A good detector or alarm should be loud, have batteries that are easily replaced, a malfunction signal, easy maintenance and cleaning, and a UL (Underwriter’s Laboratory), FM (Factory Mutual) or equivalent testing label.
Types of Smoke Detectors
There are two types of smoke alarms available: photoelectric and ionization. When smoke enters a photoelectric alarm, light from a pulsating light source is reflected off the smoke particles and into a light sensor, which triggers the alarm. When smoke enters an ionization alarm, ionized air molecules attach to the smoke particles and reduce the ionizing current, triggering the alarm.

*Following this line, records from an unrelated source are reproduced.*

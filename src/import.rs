//! Directory import: raw SVG files become collection entries.

use std::io;
use std::path::{Path, PathBuf};

use thiserror::Error;

use crate::set::{IconEntry, ImportedSet};

/// Failure to read the source directory or one of its files.
#[derive(Debug, Error)]
#[error("failed to read {path}: {source}")]
pub struct ImportError {
    pub path: PathBuf,
    #[source]
    pub source: io::Error,
}

impl ImportError {
    fn new(path: &Path, source: io::Error) -> Self {
        Self {
            path: path.to_path_buf(),
            source,
        }
    }
}

/// Imports every `*.svg` file in `dir` as one entry of a new set.
///
/// Each entry is named after its file minus the extension. Files are
/// visited in sorted name order so imports are deterministic regardless of
/// the platform's directory iteration order. Subdirectories and non-SVG
/// files are ignored.
pub fn import_directory(dir: &Path, prefix: &str) -> Result<ImportedSet, ImportError> {
    let mut paths = Vec::new();
    for dir_entry in std::fs::read_dir(dir).map_err(|e| ImportError::new(dir, e))? {
        let dir_entry = dir_entry.map_err(|e| ImportError::new(dir, e))?;
        let path = dir_entry.path();
        if path.is_file() && has_svg_extension(&path) {
            paths.push(path);
        }
    }
    paths.sort();

    let mut set = ImportedSet::new(prefix);
    for path in paths {
        let Some(name) = path.file_stem().and_then(|stem| stem.to_str()) else {
            continue;
        };
        let source = std::fs::read_to_string(&path).map_err(|e| ImportError::new(&path, e))?;
        set.push(IconEntry::icon(name, source));
    }
    Ok(set)
}

fn has_svg_extension(path: &Path) -> bool {
    path.extension()
        .and_then(|ext| ext.to_str())
        .is_some_and(|ext| ext.eq_ignore_ascii_case("svg"))
}

// ============================================================================
// Tests
// ============================================================================

#[cfg(test)]
mod tests {
    use super::*;
    use crate::pipeline::IconPipeline;
    use crate::transform::THEMEABLE_COLOR;
    use std::fs;

    #[test]
    fn imports_svg_files_in_sorted_order() {
        let dir = tempfile::tempdir().unwrap();
        fs::write(dir.path().join("zebra.svg"), "<svg viewBox=\"0 0 1 1\"/>").unwrap();
        fs::write(dir.path().join("apple.svg"), "<svg viewBox=\"0 0 1 1\"/>").unwrap();
        fs::write(dir.path().join("notes.txt"), "ignored").unwrap();

        let set = import_directory(dir.path(), "test-icons").unwrap();
        assert_eq!(set.prefix(), "test-icons");
        let names: Vec<_> = set.iter().map(|e| e.name.as_str()).collect();
        assert_eq!(names, ["apple", "zebra"]);
    }

    #[test]
    fn missing_directory_is_an_error() {
        let err = import_directory(Path::new("/no/such/dir"), "p").unwrap_err();
        assert!(err.to_string().contains("/no/such/dir"));
    }

    #[test]
    fn end_to_end_import_and_build() {
        let dir = tempfile::tempdir().unwrap();
        fs::write(
            dir.path().join("foo.svg"),
            r##"<svg xmlns="http://www.w3.org/2000/svg" viewBox="0 0 24 24"><path fill="#112233" d="M0 0h24v24z"/></svg>"##,
        )
        .unwrap();
        fs::write(
            dir.path().join("bar.svg"),
            r##"<svg xmlns="http://www.w3.org/2000/svg" viewBox="0 0 24 24"><defs><linearGradient id="g"><stop offset="0" stop-color="#ff0000"/><stop offset="1" stop-color="#0000ff"/></linearGradient></defs><rect width="24" height="24" fill="url(#g)"/></svg>"##,
        )
        .unwrap();

        let set = import_directory(dir.path(), "fortis-icons").unwrap();
        let document = set.build(&IconPipeline::default());

        assert_eq!(document.icons.len(), 2);
        let foo = &document.icons["foo"];
        assert!(foo.body.contains(THEMEABLE_COLOR));
        assert!(!foo.body.contains("#112233"));
        let bar = &document.icons["bar"];
        assert!(bar.body.contains("#ff0000"));
        assert!(bar.body.contains("#0000ff"));
    }
}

Photoelectric alarms generally respond faster to smoldering smoke conditions, while ionization alarms respond faster to flaming fire conditions. Either way, both types provide adequate protection.
There is Safety in Numbers
The Utah Safety Council recommends the installation of at least one smoke detector outside every bedroom and on every level of your home. Others recommend:
• A detector on each level of the house as an absolute minimum.
• A smoke detector in each bedroom, in the hallway closest to each sleeping area and in heavily-occupied areas like the living room.
• When bedroom doors are left open, you should have at least one detector in the hallway outside the bedroom area.
Test, Clean and Maintain
Working smoke alarms are needed in every home and residence. Most models will make a chirping, popping or beeping sound when the battery is losing its charge. When this sound is heard, install a fresh battery, preferably an alkaline type. Test and maintain smoke alarms at least once a month, or follow the manufacturer’s instructions. Smoke alarms often fail because of missing, dead or disconnected batteries
“Safety experts recommend replacing smoke alarm batteries when clocks are changed for Daylight Savings Time”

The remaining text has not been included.